Background: Anemia in hospitalized preterm infants, often exacerbated by repeated phlebotomy, is common and associated with long-term neurodevelopmental deficits. Phlebotomy-induced anemia (PIA) in a preclinical mouse model causes dose-dependent upregulation of pro-inflammatory genes in the hippocampus, a region critical to normal learning and memory development. Treatment and prevention of anemia with recombinant erythropoietin (EPO) is frequently used for preterm infants. How prophylactic and treatment EPO affects inflammatory gene expression upregulated by PIA in the hippocampus is not known.

Objective: Determine the effect of prophylactic and treatment EPO on hippocampal pro-inflammatory gene expression in neonatal mice at 18% PIA.

Design/Methods: Mice were phlebotomized by twice-daily facial venipuncture starting at postnatal day (P) 3 to target hematocrits (hct) of 18%. Thereafter, pups were phlebotomized once daily to maintain hematocrit levels until P14. A subset of pups received prophylactic EPO starting on P3 while a second subset of pups was treated with rescue EPO once pups reached a hct of 18%. Hippocampal tissue was collected at P14 to prepare RNA and cDNA. Gene expression of was determined by PCR (n=10-12/group) assayed in duplicate and normalized against the reference gene S18.

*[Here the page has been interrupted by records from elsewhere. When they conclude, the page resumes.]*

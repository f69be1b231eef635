use core::fmt;
use std::io;

use crate::merge::Scope;
use crate::render::Grammar;

/// Why a node cannot be the subject of a path.
#[derive(Debug, Clone, Copy, PartialEq, Eq)]
pub enum PickRejection {
    NotAnElement,
    DocumentElement,
    Detached,
}

impl fmt::Display for PickRejection {
    fn fmt(&self, formatter: &mut fmt::Formatter<'_>) -> fmt::Result {
        formatter.write_str(match self {
            Self::NotAnElement => "target is not an element",
            Self::DocumentElement => "target is the document element",
            Self::Detached => "target is not attached to the document",
        })
    }
}

#[derive(Debug, Clone, PartialEq, Eq, thiserror::Error)]
pub enum BuilderError {
    #[error("invalid pick: {0}")]
    InvalidPick(PickRejection),
    #[error("attribute `{name}` is not whitelisted or not present on the node")]
    AttributeNotWhitelisted { name: String },
    #[error("value `{value}` is not a value of attribute `{name}` on the node")]
    ValueNotPresent { name: String, value: String },
    #[error("no {scope} path entry at index {index}")]
    UnknownEntry { scope: Scope, index: usize },
    #[error("malformed {grammar} query `{query}`: {reason}")]
    MalformedQuery {
        grammar: Grammar,
        query: String,
        reason: String,
    },
}

/// Failure loading a [`crate::BuilderConfig`] from disk.
#[derive(Debug, thiserror::Error)]
pub enum ConfigError {
    #[error("cannot read config: {0}")]
    Io(#[from] io::Error),
    #[error("invalid config: {0}")]
    Json(#[from] serde_json::Error),
}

Results: Expression of genes associated with inflammation, TNFa, CCL2, CXCL10, and TLR4 were upregulated in the hippocampus by 18% PIA. These genes plus Stat6 and TLR4 we downregulated in comparison to 18% PIA to levels similar to controls when given either prophylactic or rescue EPO. The NFkB gene RelA and AIF were downregulated compared to 18% PIA by prophylactic EPO only. IL-6 expression was upregulated after prophylactic and treatment EPO compared to controls and upregulated after treatment EPO compared to both 18% PIA and prophylactic EPO groups.Conclusion(s): Prophylactic or treatment EPO normalizes expression of hippocampal pro-inflammatory genes that were upregulated by 18% PIA. Anemia and its treatment with EPO both affect immune regulation in the hippocampus.